Apples and oranges come to mind when it comes to comparing the potential economic impact on Lloydminster of this week’s Saskatchewan First Nations Winter Games and the upcoming RBC Cup in May.
Those are the words used by Lloydminster Economic Development Corporation CEO Ward Read as the games come to the end Friday and the focus switches to the RBC Cup.
“The two events are quite a bit different in nature with the scope and scale of the athletes,” said Read, who noted many athletes are being housed and fed at Onion Lake.
“So it would be kind of an apple and oranges comparison.”
The corporation will conduct a formal economic impact analysis of the RBC Cup using the Sport Tourism Economic Assessment model of the Canadian Sport Tourism Alliance.
“It’s generally viewed as the best way to go about that,” said Read.
“We’ll be using that system which means some estimate of attendance, out of town attendance, visitor expenditures and the actual operation.”
No such study is being conducted on the winter games, but Read said the impact will be pretty significant. 

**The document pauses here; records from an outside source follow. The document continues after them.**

//! Bot workflow surface: a teloxide dispatcher mirroring the HTTP API's
//! actions over Telegram callbacks, composed from `dptree` filters wired
//! through `Dispatcher::builder`.

pub mod callbacks;
pub mod commands;
pub mod ui;
pub mod webhook;

use teloxide::dispatching::{Dispatcher, UpdateFilterExt};
use teloxide::prelude::*;
use teloxide::types::Update;

use crate::state::AppState;

/// Runs the long-polling intake loop. Used when `BOT_MODE=polling`; the
/// webhook path instead feeds updates into the same handler tree via
/// [`webhook::handle`].
pub async fn run_polling(bot: Bot, state: AppState) {
    let handler = build_handler();

    Dispatcher::builder(bot, handler)
        .dependencies(dptree::deps![state])
        .enable_ctrlc_handler()
        .build()
        .dispatch()
        .await;
}

pub fn build_handler(
) -> teloxide::dispatching::UpdateHandler<Box<dyn std::error::Error + Send + Sync + 'static>> {
    dptree::entry()
        .branch(Update::filter_message().endpoint(commands::handle_message))
        .branch(Update::filter_callback_query().endpoint(callbacks::handle_callback))
}

pub fn bot_from_token(token: &str) -> Bot {
    Bot::new(token)
}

“It will feel even more so right now when things have been much slower than if these games happened two years ago” he said.
“So we will feel that bonus impact more than in the past.”
With more than 3,500 athletes coaches, chaperones and spectators taking part from 13 regional First Nations teams or tribal councils in Saskatchewan, Read said those are new dollars being infused into the community.
“Those dollars will cycle through and be a very nice injection for our economy,” he said.
The RBC Cup will be contested by just five teams including the hometown Bobcats with out of town players, spectators and officials booking hotel rooms and buying meals in town.
With TSN covering the championship on national TV, the market reach of the RBC Cup will generate national exposure for Lloydminster and the Bobcats.
“The brand of Hockey Canada and RBC does sort of raise the profile of the event and will make for a fair bit of exposure through media that the First Nations games may not reach” said Read.
On the other hand, Read said with so many First Nations people in the city this week, there will be a lot more direct “participant experiences” to be shared from our area that they will carry back home.
“It will be a different type of reach, but both will be a pretty strong perspective,” said Read about the impact for Lloydminster.
The winter games also brings a First Nations’ cultural experience to the city that RBC Cup can’t match.
“It’s always great to recognize and celebrate the culture of the First Nations games,” said Read.
He said it’s something our community has over time been growing somewhat stronger at doing.
Read points out Lloydminster was one of the first cities to fly the Treaty 6 flag outside of city hall. Lloydminster also hosts an economic indigenous summit every fall.
“The community support with Onion Lake hosting these games is another way to celebrate and support their culture” said Read.